The number 32, for example, would translate into MN, 33 would be MM, and 34 would be MR. To make those consonants meaningful, you’re allowed to freely intersperse vowels. So the number 32 might turn into an image of a man, 33 could be your mom, and 34 might be the Russian space station Mir. Similarly, the number 86 might be a fish, 40 a rose, and 92 a pen. You might visualize 3,219 as a man (32) playing a tuba (19), or maybe a person from Manitoba (3,219). Likewise, 7,879 would translate to KFKP, which might turn into a single image of a coffee cup, or two images of a calf and a cub. The advantage of the Major System is that it’s straightforward, and you can begin using it right out of the box. (When I first learned it, I immediately memorized my credit card and bank account numbers.) But nobody wins any international memory competitions with the Major System.

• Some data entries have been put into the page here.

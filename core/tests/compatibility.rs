//! Compatibility analyzer tests.
//!
//! Tests cover: consistency and variety scoring, modifier minting from
//! behaviour, modifier decay and expiry, and the disabled state.

use chrono::{DateTime, Duration, TimeZone, Utc};
use companion_core::{
    compatibility::{
        consistency_score, variety_score, CompatibilityAnalyzer, PlayerBehaviorPattern,
        RESPONSIVENESS_MODIFIER,
    },
    config::{CompanionConfig, CompatibilityConfig},
    history::InteractionLog,
};
use std::collections::BTreeMap;

fn t0() -> DateTime<Utc> {
    Utc.with_ymd_and_hms(2024, 1, 1, 0, 0, 0).unwrap()
}

/// Ten interactions alternating feed/pet, one minute apart.
fn alternating_log() -> InteractionLog {
    let log = InteractionLog::new();
    for i in 0..10 {
        let kind = if i % 2 == 0 { "feed" } else { "pet" };
        log.record(kind, t0() + Duration::minutes(i));
    }
    log
}

fn analyzer() -> CompatibilityAnalyzer {
    CompatibilityAnalyzer::new(CompanionConfig::default_test().compatibility)
}

#[test]
fn regular_alternating_play_scores_high() {
    use companion_core::history::HistoryReader;
    let history = alternating_log().interaction_history();
    assert!((consistency_score(&history) - 1.0).abs() < 1e-9);
    assert!((variety_score(&history) - 1.0).abs() < 1e-9);
}

#[test]
fn scores_on_sparse_history() {
    let empty: BTreeMap<String, Vec<DateTime<Utc>>> = BTreeMap::new();
    assert_eq!(consistency_score(&empty), 0.0);
    assert_eq!(variety_score(&empty), 0.0);

    let two: BTreeMap<_, _> = [("feed".to_string(), vec![t0(), t0() + Duration::minutes(1)])].into();
    assert_eq!(consistency_score(&two), 0.5, "too few interactions to judge");
    assert_eq!(variety_score(&two), 0.0, "a single type has no variety");
}

#[test]
fn irregular_gaps_lower_consistency() {
    let history: BTreeMap<_, _> = [(
        "feed".to_string(),
        vec![t0(), t0() + Duration::minutes(1), t0() + Duration::minutes(120)],
    )]
    .into();
    let score = consistency_score(&history);
    assert!(score < 0.1, "stddev of 59.5 minutes should nearly zero the score, got {score}");
}

/// Adaptation strength 0.4 from affection_responsiveness 0.5.
#[test]
fn analysis_mints_all_three_modifiers() {
    let compat = analyzer();
    assert!((compat.adaptation_strength() - 0.4).abs() < 1e-9);

    let active = compat.force_analysis(t0() + Duration::minutes(10), &alternating_log());
    assert_eq!(active.len(), 3);
    assert!((compat.modifier_value("consistent_interaction_bonus") - 1.12).abs() < 1e-9);
    assert!((compat.modifier_value("variety_preference_bonus") - 1.10).abs() < 1e-9);
    assert!((compat.modifier_value(RESPONSIVENESS_MODIFIER) - 1.08).abs() < 1e-9);

    let pattern = compat.get_player_pattern().expect("enabled");
    assert_eq!(pattern.total_interactions, 10);
    assert!((pattern.interactions_per_minute - 1.0).abs() < 1e-9);
    assert!((pattern.preferred_time_gaps["feed"] - 2.0).abs() < 1e-9);
}

#[test]
fn analysis_respects_interval() {
    let compat = analyzer();
    let log = alternating_log();
    let first = compat.refresh(t0() + Duration::minutes(10), &log);
    assert_eq!(first.added.len(), 3);

    let soon = compat.refresh(t0() + Duration::minutes(11), &log);
    assert!(soon.added.is_empty(), "analysis runs once per 300s");
    assert_eq!(soon.active.len(), 3);
}

#[test]
fn modifiers_decay_and_expire() {
    let compat = analyzer();
    let log = alternating_log();
    compat.force_analysis(t0() + Duration::minutes(10), &log);

    // After five hours responsiveness has faded below 1.01 and, with the
    // interaction rate now far below threshold, is not minted again.
    let later = compat.refresh(t0() + Duration::minutes(10) + Duration::hours(5), &log);
    assert!(later.expired.contains(&RESPONSIVENESS_MODIFIER.to_string()));
    assert_eq!(compat.modifier_value(RESPONSIVENESS_MODIFIER), 1.0);
    assert!(
        later.added.iter().any(|m| m.stat_name == "consistent_interaction_bonus"),
        "still-consistent players earn a fresh modifier"
    );
}

#[test]
fn adaptation_strength_is_clamped() {
    let compat = analyzer();
    compat.set_adaptation_strength(3.0);
    assert_eq!(compat.adaptation_strength(), 1.0);
    compat.set_adaptation_strength(-1.0);
    assert_eq!(compat.adaptation_strength(), 0.0);
}

#[test]
fn disabled_analyzer_reports_nothing() {
    let compat = CompatibilityAnalyzer::new(CompatibilityConfig::disabled());
    assert!(compat.force_analysis(t0(), &alternating_log()).is_empty());
    assert!(compat.get_player_pattern().is_none());
    assert_eq!(compat.modifier_value(RESPONSIVENESS_MODIFIER), 1.0);
    let insights = compat.get_compatibility_insights(t0());
    assert_eq!(insights["enabled"], false);
    assert_eq!(insights.len(), 1);
}

#[test]
fn empty_history_produces_no_modifiers() {
    let compat = analyzer();
    assert!(compat.force_analysis(t0(), &InteractionLog::new()).is_empty());
    assert_eq!(
        compat.get_player_pattern(),
        Some(PlayerBehaviorPattern { last_analysis: Some(t0()), ..PlayerBehaviorPattern::default() })
    );
}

When it comes to memorizing long strings of numbers, like a hundred thousand digits of pi or the career batting averages of every New York Yankee Hall of Famer, most mental athletes use a more complex technique that is known on the Worldwide Brain Club (the online forum for memory junkies, Rubik’s cubers, and mathletes) as “person-action-object,” or, simply, PAO. It traces its lineage directly back to the loopy combinatorial mnemonics of Giordano Bruno and Ramon Llull.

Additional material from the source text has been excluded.